## TRY IT
Output the records exactly, with no line skipped.

## DATA SUPPLIED
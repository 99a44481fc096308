//! # Transmission RPC client.
//!
//! usage:
//!
//! ```rust,ignore
//! use transmission_rpc::{ClientConfig, Endpoint, TransmissionClient};
//!
//! #[tokio::main]
//! async fn main() -> Result<(), Box<dyn std::error::Error>> {
//!     let endpoint = Endpoint::parse("http://localhost:9091/transmission/rpc")?;
//!     let client = TransmissionClient::connect(ClientConfig::new(endpoint)).await?;
//!     client.add_file("path/to/file.torrent", Some("/path/to/download/dir"), Default::default()).await?;
//!     for torrent in client.torrents().await? {
//!         println!("{} {}", torrent.name, client.status_label(torrent.status));
//!     }
//!     Ok(())
//! }
//! ```
//!
//! Every call carries the session id negotiated by [`RpcSession`]; when the
//! daemon rotates it, the session renegotiates and resends the call once.

mod client;
mod config;
mod session;
mod transport;

#[cfg(test)]
mod testutil;

#[cfg(test)]
use tracing_subscriber as _;

pub use client::{LIST_FIELDS, TORRENT_FIELDS, TransmissionClient};
pub use config::{ClientConfig, Credentials, DEFAULT_RPC_URL, DEFAULT_TIMEOUT, Endpoint};
pub use session::{RpcSession, SESSION_ID_HEADER};
pub use transport::{
    HttpMethod, HttpRequest, HttpResponse, ReqwestTransport, Transport, TransportError,
};
pub use transmission_rpc_types::*;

## OUTPUT
repository 99a44481fc096308
//! # Transmission RPC client.
//!
//! usage:
//!
//! ```rust,ignore
//! use transmission_rpc::{ClientConfig, Endpoint, TransmissionClient};
//!
//! #[tokio::main]
//! async fn main() -> Result<(), Box<dyn std::error::Error>> {
//!     let endpoint = Endpoint::parse("http://localhost:9091/transmission/rpc")?;
//!     let client = TransmissionClient::connect(ClientConfig::new(endpoint)).await?;
//!     client.add_file("path/to/file.torrent", Some("/path/to/download/dir"), Default::default()).await?;
//!     for torrent in client.torrents().await? {
//!         println!("{} {}", torrent.name, client.status_label(torrent.status));
//!     }
//!     Ok(())
//! }
//! ```
//!
//! Every call carries the session id negotiated by [`RpcSession`]; when the
//! daemon rotates it, the session renegotiates and resends the call once.

mod client;
mod config;
mod session;
mod transport;

#[cfg(test)]
mod testutil;

#[cfg(test)]
use tracing_subscriber as _;

pub use client::{LIST_FIELDS, TORRENT_FIELDS, TransmissionClient};
pub use config::{ClientConfig, Credentials, DEFAULT_RPC_URL, DEFAULT_TIMEOUT, Endpoint};
pub use session::{RpcSession, SESSION_ID_HEADER};
pub use transport::{
    HttpMethod, HttpRequest, HttpResponse, ReqwestTransport, Transport, TransportError,
};
pub use transmission_rpc_types::*;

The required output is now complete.